- [The task] Below are some records; each one is to be set down again exactly.

□ □ □ □ □ □ □

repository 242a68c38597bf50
pub mod application;
//! Resolves the Redfish client needed to operate a bare-metal machine's BMC.
//!
//! A machine record either references a standalone BMC record or carries
//! its BMC configuration inline; a BMC record holds its address inline or
//! through a shared endpoint record. [`BmcResolver`] follows those
//! references through a [`ResourceStore`], reads the credentials from the
//! BMC secret, and hands back a [`BmcClient`] bound to the BMC's origin,
//! credentials and polling options.

mod bmc;
mod config;
mod core;
mod resolver;

pub use crate::bmc::{
    BmcClient, BmcController, BmcOptions, PowerState, RedfishBmc, RedfishKubeBmc, RedfishLocalBmc,
};
pub use crate::config::{RateLimitConfig, ResolverConfig};
pub use crate::core::domain::error::{
    BmcError, BmcResult, ClientBuildError, CredentialError, CredentialField, ResourceKind,
    StoreError, ValidationError,
};
pub use crate::core::domain::model::{
    bmc::{Bmc, BmcSpec, EndpointSource, InlineEndpoint, system_name_for_bmc},
    bmc_credentials::BmcCredentials,
    bmc_secret::{BmcSecret, PASSWORD_KEY, USERNAME_KEY},
    endpoint::{Endpoint, EndpointSpec},
    machine::{BmcSource, InlineBmc, Machine, MachineSpec},
    object_ref::ObjectRef,
    polling::PollingOptions,
    protocol::{Protocol, ProtocolName},
};
pub use crate::core::domain::value_object::{
    BmcAddress, BmcEndpointUrl, BmcPassword, BmcPort, BmcUsername,
};
pub use crate::core::infrastructure::resource_store::{InMemoryResourceStore, ResourceStore};
pub use crate::resolver::application::service::{
    client_factory::{ClientFactory, DEFAULT_KUBE_NAMESPACE},
    endpoint_resolver::{EndpointResolver, ResolvedBmc},
};

use crate::resolver::application::service::endpoint_resolver::lookup_error;
use std::sync::Arc;
use tracing::debug;

/// Resolves machine and BMC records into ready-to-use BMC clients.
///
/// The resolver keeps no state between calls; it may be shared freely
/// across tasks and every call returns a new client.
///
/// # Examples
///
/// ```no_run
/// use metal_bmc::{BmcController, BmcResolver, BmcResult, InMemoryResourceStore, Machine, Protocol};
/// use std::sync::Arc;
///
/// #[tokio::main]
/// async fn main() -> BmcResult<()> {
///     let store = Arc::new(InMemoryResourceStore::new());
///     let resolver = BmcResolver::builder().store(store).insecure(false).build()?;
///
///     let machine = Machine::with_inline_bmc(
///         "server-1",
///         "10.0.0.5",
///         Protocol::new("Redfish", 443),
///         "server-1-bmc-secret",
///     );
///     let client = resolver.client_for_machine(&machine).await?;
///     println!("Power state: {}", client.power_state("1").await?);
///     Ok(())
/// }
/// ```
pub struct BmcResolver {
    store: Arc<dyn ResourceStore>,
    config: ResolverConfig,
    endpoints: EndpointResolver,
    factory: ClientFactory,
}

/// Builder for BmcResolver configuration
#[derive(Default)]
pub struct BmcResolverBuilder {
    store: Option<Arc<dyn ResourceStore>>,
    config: ResolverConfig,
}

impl BmcResolverBuilder {
    pub fn store(mut self, store: Arc<dyn ResourceStore>) -> Self {
        self.store = Some(store);
        self
    }

    /// Replaces the whole configuration.
    pub fn config(mut self, config: ResolverConfig) -> Self {
        self.config = config;
        self
    }

    pub fn insecure(mut self, insecure: bool) -> Self {
        self.config.insecure = insecure;
        self
    }

    pub fn accept_invalid_certs(mut self, accept: bool) -> Self {
        self.config.accept_invalid_certs = accept;
        self
    }

    pub fn polling(mut self, polling: PollingOptions) -> Self {
        self.config.polling = polling;
        self
    }

    pub fn rate_limit(mut self, requests_per_second: u32, burst_size: u32) -> Self {
        self.config.rate_limit = Some(RateLimitConfig {
            requests_per_second,
            burst_size,
        });
        self
    }

    pub fn build(self) -> BmcResult<BmcResolver> {
        let store = self.store.ok_or_else(|| ValidationError::Field {
            field: "store".to_string(),
            message: "Resource store is required".to_string(),
        })?;
        self.config.validate()?;

        Ok(BmcResolver {
            endpoints: EndpointResolver::new(Arc::clone(&store)),
            factory: ClientFactory::new(Arc::clone(&store), &self.config),
            store,
            config: self.config,
        })
    }
}

impl BmcResolver {
    /// Creates a new builder for BmcResolver configuration
    pub fn builder() -> BmcResolverBuilder {
        BmcResolverBuilder::default()
    }

    pub fn config(&self) -> &ResolverConfig {
        &self.config
    }

    /// Builds the client for a machine's BMC.
    ///
    /// A BMC reference takes precedence over an inline BMC.
    ///
    /// # Errors
    ///
    /// This method will return an error if:
    /// - The machine has neither a BMC reference nor an inline BMC
    /// - A referenced BMC, endpoint or secret cannot be fetched
    /// - The protocol is not supported
    /// - The secret lacks a username or password
    /// - The client cannot be constructed
    pub async fn client_for_machine(&self, machine: &Machine) -> BmcResult<BmcClient> {
        debug!("Resolving BMC client for machine {}", machine.name);
        let resolved = self.endpoints.resolve_machine(machine).await?;
        self.client_for_resolved(&resolved).await
    }

    /// Fetches a machine record by name and builds the client for its BMC.
    pub async fn client_for_machine_name(&self, name: &str) -> BmcResult<BmcClient> {
        let machine = self
            .store
            .get_machine(name)
            .await
            .map_err(lookup_error(ResourceKind::Machine, name))?;
        self.client_for_machine(&machine).await
    }

    /// Builds the client for a standalone BMC record.
    ///
    /// An inline endpoint takes precedence over an endpoint reference.
    pub async fn client_for_bmc(&self, bmc: &Bmc) -> BmcResult<BmcClient> {
        debug!("Resolving BMC client for BMC {}", bmc.name);
        let resolved = self.endpoints.resolve_bmc(bmc).await?;
        self.client_for_resolved(&resolved).await
    }

    /// Builds a client from explicit parameters, bypassing record resolution.
    pub fn create_client(
        &self,
        protocol: &str,
        address: &str,
        port: u16,
        secret: &BmcSecret,
        insecure: bool,
        polling: &PollingOptions,
    ) -> BmcResult<BmcClient> {
        self.factory
            .create_client(protocol, address, port, secret, insecure, polling)
    }

    // The secret is fetched before the protocol is checked.
    async fn client_for_resolved(&self, resolved: &ResolvedBmc) -> BmcResult<BmcClient> {
        let secret_name = &resolved.secret_ref.name;
        let secret = self
            .store
            .get_bmc_secret(secret_name)
            .await
            .map_err(lookup_error(ResourceKind::BmcSecret, secret_name))?;

        self.factory.create_client(
            &resolved.protocol.name,
            &resolved.address,
            resolved.protocol.port,
            &secret,
            self.config.insecure,
            &self.config.polling,
        )
    }
}

#[cfg(test)]
mod tests;
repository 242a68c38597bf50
use crate::{
    PollingOptions, RateLimitConfig,
    core::domain::{model::bmc_credentials::BmcCredentials, value_object::BmcEndpointUrl},
};
use std::time::Duration;

/// Everything a BMC client is bound to at construction.
#[derive(Debug, Clone, PartialEq, Eq)]
pub struct BmcOptions {
    pub endpoint: BmcEndpointUrl,
    pub credentials: BmcCredentials,
    pub polling: PollingOptions,
    pub rate_limit: Option<RateLimitConfig>,
    pub request_timeout: Duration,
    pub accept_invalid_certs: bool,
}
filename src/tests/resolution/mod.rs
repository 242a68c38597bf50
mod bmc_tests;
mod machine_tests;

□ □ □ □ □ □ □

- [Written response]
repository 242a68c38597bf50
pub mod application;
//! Resolves the Redfish client needed to operate a bare-metal machine's BMC.
//!
//! A machine record either references a standalone BMC record or carries
//! its BMC configuration inline; a BMC record holds its address inline or
//! through a shared endpoint record. [`BmcResolver`] follows those
//! references through a [`ResourceStore`], reads the credentials from the
//! BMC secret, and hands back a [`BmcClient`] bound to the BMC's origin,
//! credentials and polling options.

mod bmc;
mod config;
mod core;
mod resolver;

pub use crate::bmc::{
    BmcClient, BmcController, BmcOptions, PowerState, RedfishBmc, RedfishKubeBmc, RedfishLocalBmc,
};
pub use crate::config::{RateLimitConfig, ResolverConfig};
pub use crate::core::domain::error::{
    BmcError, BmcResult, ClientBuildError, CredentialError, CredentialField, ResourceKind,
    StoreError, ValidationError,
};
pub use crate::core::domain::model::{
    bmc::{Bmc, BmcSpec, EndpointSource, InlineEndpoint, system_name_for_bmc},
    bmc_credentials::BmcCredentials,
    bmc_secret::{BmcSecret, PASSWORD_KEY, USERNAME_KEY},
    endpoint::{Endpoint, EndpointSpec},
    machine::{BmcSource, InlineBmc, Machine, MachineSpec},
    object_ref::ObjectRef,
    polling::PollingOptions,
    protocol::{Protocol, ProtocolName},
};
pub use crate::core::domain::value_object::{
    BmcAddress, BmcEndpointUrl, BmcPassword, BmcPort, BmcUsername,
};
pub use crate::core::infrastructure::resource_store::{InMemoryResourceStore, ResourceStore};
pub use crate::resolver::application::service::{
    client_factory::{ClientFactory, DEFAULT_KUBE_NAMESPACE},
    endpoint_resolver::{EndpointResolver, ResolvedBmc},
};

use crate::resolver::application::service::endpoint_resolver::lookup_error;
use std::sync::Arc;
use tracing::debug;

/// Resolves machine and BMC records into ready-to-use BMC clients.
///
/// The resolver keeps no state between calls; it may be shared freely
/// across tasks and every call returns a new client.
///
/// # Examples
///
/// ```no_run
/// use metal_bmc::{BmcController, BmcResolver, BmcResult, InMemoryResourceStore, Machine, Protocol};
/// use std::sync::Arc;
///
/// #[tokio::main]
/// async fn main() -> BmcResult<()> {
///     let store = Arc::new(InMemoryResourceStore::new());
///     let resolver = BmcResolver::builder().store(store).insecure(false).build()?;
///
///     let machine = Machine::with_inline_bmc(
///         "server-1",
///         "10.0.0.5",
///         Protocol::new("Redfish", 443),
///         "server-1-bmc-secret",
///     );
///     let client = resolver.client_for_machine(&machine).await?;
///     println!("Power state: {}", client.power_state("1").await?);
///     Ok(())
/// }
/// ```
pub struct BmcResolver {
    store: Arc<dyn ResourceStore>,
    config: ResolverConfig,
    endpoints: EndpointResolver,
    factory: ClientFactory,
}

/// Builder for BmcResolver configuration
#[derive(Default)]
pub struct BmcResolverBuilder {
    store: Option<Arc<dyn ResourceStore>>,
    config: ResolverConfig,
}

impl BmcResolverBuilder {
    pub fn store(mut self, store: Arc<dyn ResourceStore>) -> Self {
        self.store = Some(store);
        self
    }

    /// Replaces the whole configuration.
    pub fn config(mut self, config: ResolverConfig) -> Self {
        self.config = config;
        self
    }

    pub fn insecure(mut self, insecure: bool) -> Self {
        self.config.insecure = insecure;
        self
    }

    pub fn accept_invalid_certs(mut self, accept: bool) -> Self {
        self.config.accept_invalid_certs = accept;
        self
    }

    pub fn polling(mut self, polling: PollingOptions) -> Self {
        self.config.polling = polling;
        self
    }

    pub fn rate_limit(mut self, requests_per_second: u32, burst_size: u32) -> Self {
        self.config.rate_limit = Some(RateLimitConfig {
            requests_per_second,
            burst_size,
        });
        self
    }

    pub fn build(self) -> BmcResult<BmcResolver> {
        let store = self.store.ok_or_else(|| ValidationError::Field {
            field: "store".to_string(),
            message: "Resource store is required".to_string(),
        })?;
        self.config.validate()?;

        Ok(BmcResolver {
            endpoints: EndpointResolver::new(Arc::clone(&store)),
            factory: ClientFactory::new(Arc::clone(&store), &self.config),
            store,
            config: self.config,
        })
    }
}

impl BmcResolver {
    /// Creates a new builder for BmcResolver configuration
    pub fn builder() -> BmcResolverBuilder {
        BmcResolverBuilder::default()
    }

    pub fn config(&self) -> &ResolverConfig {
        &self.config
    }

    /// Builds the client for a machine's BMC.
    ///
    /// A BMC reference takes precedence over an inline BMC.
    ///
    /// # Errors
    ///
    /// This method will return an error if:
    /// - The machine has neither a BMC reference nor an inline BMC
    /// - A referenced BMC, endpoint or secret cannot be fetched
    /// - The protocol is not supported
    /// - The secret lacks a username or password
    /// - The client cannot be constructed
    pub async fn client_for_machine(&self, machine: &Machine) -> BmcResult<BmcClient> {
        debug!("Resolving BMC client for machine {}", machine.name);
        let resolved = self.endpoints.resolve_machine(machine).await?;
        self.client_for_resolved(&resolved).await
    }

    /// Fetches a machine record by name and builds the client for its BMC.
    pub async fn client_for_machine_name(&self, name: &str) -> BmcResult<BmcClient> {
        let machine = self
            .store
            .get_machine(name)
            .await
            .map_err(lookup_error(ResourceKind::Machine, name))?;
        self.client_for_machine(&machine).await
    }

    /// Builds the client for a standalone BMC record.
    ///
    /// An inline endpoint takes precedence over an endpoint reference.
    pub async fn client_for_bmc(&self, bmc: &Bmc) -> BmcResult<BmcClient> {
        debug!("Resolving BMC client for BMC {}", bmc.name);
        let resolved = self.endpoints.resolve_bmc(bmc).await?;
        self.client_for_resolved(&resolved).await
    }

    /// Builds a client from explicit parameters, bypassing record resolution.
    pub fn create_client(
        &self,
        protocol: &str,
        address: &str,
        port: u16,
        secret: &BmcSecret,
        insecure: bool,
        polling: &PollingOptions,
    ) -> BmcResult<BmcClient> {
        self.factory
            .create_client(protocol, address, port, secret, insecure, polling)
    }

    // The secret is fetched before the protocol is checked.
    async fn client_for_resolved(&self, resolved: &ResolvedBmc) -> BmcResult<BmcClient> {
        let secret_name = &resolved.secret_ref.name;
        let secret = self
            .store
            .get_bmc_secret(secret_name)
            .await
            .map_err(lookup_error(ResourceKind::BmcSecret, secret_name))?;

        self.factory.create_client(
            &resolved.protocol.name,
            &resolved.address,
            resolved.protocol.port,
            &secret,
            self.config.insecure,
            &self.config.polling,
        )
    }
}

#[cfg(test)]
mod tests;
repository 242a68c38597bf50
use crate::{
    PollingOptions, RateLimitConfig,
    core::domain::{model::bmc_credentials::BmcCredentials, value_object::BmcEndpointUrl},
};
use std::time::Duration;

/// Everything a BMC client is bound to at construction.
#[derive(Debug, Clone, PartialEq, Eq)]
pub struct BmcOptions {
    pub endpoint: BmcEndpointUrl,
    pub credentials: BmcCredentials,
    pub polling: PollingOptions,
    pub rate_limit: Option<RateLimitConfig>,
    pub request_timeout: Duration,
    pub accept_invalid_certs: bool,
}
filename src/tests/resolution/mod.rs
repository 242a68c38597bf50
mod bmc_tests;
mod machine_tests;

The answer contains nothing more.